There are moments that we as Christians wonder where God is. He seems distant even when we pray earnestly for answers.
But, there are other times that He is so evident that you just want to shout.
For a few weeks I have been in that pit that I described two blog posts ago. A week ago, I ended up with some kind of stomach bug or something that put me in the bed unable to move. Even when I was finally able to get up and go back to work, I had no energy and no joy. I actually experienced a depression.
During that "low in the pit" time, I tried to follow the steps I laid out from my husband's sermon on Joseph. I pressed God for the lesson I was supposed to learn so I could move on with life. I tried to force the lesson, determining it must be about trust. But, that wasn't the answer.
When I decided to take my focus off my sickness, I think I discovered the answer. I so often let worry or sickness or fatigue or whatever circumstance I'm facing at the moment to become my focus. I can fix this. If I can't fix it, then I grieve over it and wallow in it.
But, God tells us in His Word that in this world there's a lot of junk we have to endure (Paula interpretation). He doesn't expect us to conquer it. He doesn't expect us to solve it. He doesn't even expect us to understand it.
Basically, when I threw up my hands and proclaimed: "God, I can't do this!" He said: "Finally."
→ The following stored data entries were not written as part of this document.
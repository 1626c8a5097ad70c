// Copyright (c) 2025 - Cowboy AI, Inc.
//! Template rendering for a compiled [`ResourceGraph`]

use serde_json::{json, Map, Value};

use super::ResourceGraph;

/// Template format version understood by the orchestration service
pub const TEMPLATE_VERSION: &str = "2013-05-23";

impl ResourceGraph {
    /// Render the graph as a template document.
    ///
    /// Resources appear in declaration order; the backend relies on
    /// `depends_on` rather than on that order.
    pub fn to_template(&self) -> Value {
        let mut resources = Map::new();
        for resource in self.resources() {
            let mut body = Map::new();
            body.insert("type".to_string(), json!(resource.kind.as_str()));
            body.insert("properties".to_string(), resource.properties.clone());
            if !resource.depends_on.is_empty() {
                body.insert("depends_on".to_string(), json!(resource.depends_on));
            }
            resources.insert(resource.name.clone(), Value::Object(body));
        }

        let outputs: Map<String, Value> = self
            .outputs()
            .iter()
            .map(|(name, output)| {
                (
                    name.clone(),
                    json!({ "description": output.description, "value": output.value }),
                )
            })
            .collect();

        json!({
            "heat_template_version": TEMPLATE_VERSION,
            "description": self.description(),
            "resources": resources,
            "outputs": outputs,
        })
    }
}
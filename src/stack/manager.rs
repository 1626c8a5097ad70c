// Copyright (c) 2025 - Cowboy AI, Inc.
//! Stack Lifecycle Manager
//!
//! Submits compiled graphs, waits for them with a deadline, and deletes them
//! with bounded retries. Every status the backend reports is recorded through
//! the [`StackStatus`] state machine.
//!
//! Waiting is cooperative: a [`CancellationToken`] shared with an interrupt
//! handler aborts a blocking create, leaving the record in place so
//! [`StackManager::delete_all`] can still clean it up.

use std::collections::{BTreeMap, HashMap};
use std::time::Duration;

use chrono::{DateTime, Utc};
use serde_json::Value;
use tokio::sync::RwLock;
use tokio::time::{sleep, Instant};
use tokio_util::sync::CancellationToken;
use tracing::{debug, error, info, warn};

use crate::config::{DeployConfig, DEFAULT_STACK_TIMEOUT_SECS};
use crate::errors::{StackError, StackResult};
use crate::graph::ResourceGraph;
use crate::state_machine::{RecordedMachine, StackCommand, StackStatus, Transition};

use super::backend::{OrchestrationBackend, StackHandle, StackOutput};

/// A stack known to the manager
#[derive(Debug, Clone)]
pub struct DeployedStack {
    pub name: String,

    /// Backend id, set once submit returns
    pub id: Option<String>,

    /// Flattened outputs, filled after a blocking create completes
    pub outputs: HashMap<String, String>,

    pub created_at: DateTime<Utc>,

    /// Last reason the backend gave for a failure
    pub status_reason: Option<String>,

    lifecycle: RecordedMachine<StackStatus>,
}

impl DeployedStack {
    fn new(name: &str) -> Self {
        Self {
            name: name.to_string(),
            id: None,
            outputs: HashMap::new(),
            created_at: Utc::now(),
            status_reason: None,
            lifecycle: RecordedMachine::new(StackStatus::NotCreated),
        }
    }

    pub fn status(&self) -> StackStatus {
        *self.lifecycle.state()
    }

    /// Recorded status changes, oldest first
    pub fn history(&self) -> &[Transition<StackStatus, StackCommand>] {
        self.lifecycle.history()
    }

    fn handle(&self) -> Option<StackHandle> {
        self.id.as_ref().map(|id| StackHandle {
            id: id.clone(),
            name: self.name.clone(),
        })
    }

    fn apply(&mut self, command: StackCommand) -> StackResult<()> {
        let output = self.lifecycle.apply(command, Utc::now())?;
        for warning in output.warnings {
            if output.is_critical {
                error!(stack = %self.name, status = %self.status(), "{}", warning);
            } else {
                warn!(stack = %self.name, status = %self.status(), "{}", warning);
            }
        }
        Ok(())
    }

    fn observe(&mut self, observed: StackStatus) -> StackResult<()> {
        match self.status().command_towards(observed) {
            Some(command) => self.apply(command),
            None => Ok(()),
        }
    }
}

/// How [`StackManager::create`] waits
#[derive(Debug, Clone, Copy, PartialEq, Eq)]
pub struct CreateOptions {
    /// Wait for a terminal status before returning
    pub block: bool,

    /// Limit on the blocking wait, measured from its start
    pub timeout: Duration,
}

impl CreateOptions {
    pub fn blocking(timeout: Duration) -> Self {
        Self {
            block: true,
            timeout,
        }
    }

    pub fn non_blocking() -> Self {
        Self {
            block: false,
            timeout: Duration::from_secs(DEFAULT_STACK_TIMEOUT_SECS),
        }
    }
}

impl Default for CreateOptions {
    fn default() -> Self {
        Self::blocking(Duration::from_secs(DEFAULT_STACK_TIMEOUT_SECS))
    }
}

/// Tracks stacks created through one backend
pub struct StackManager<B: OrchestrationBackend> {
    backend: B,
    config: DeployConfig,
    stacks: RwLock<Vec<DeployedStack>>,
    cancel: CancellationToken,
}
Why is this a lesson I have to learn over and over? Surely by now, I should know that the best thing to do on my own is nothing. It's all Christ living in me and through me.
This past Sunday morning, my Scripture calendar read:
"Bless the Lord, O my soul,
and do not forget all His benefits -
who forgives all your iniquity,
who heals all of your diseases,
who redeems your life from the pit,
who crowns you with steadfast love and mercy,
who satisfies you with good as long as you live
so that your youth is renewed like the eagle's."
Yep, coming out of the pit and being renewed. Still learning.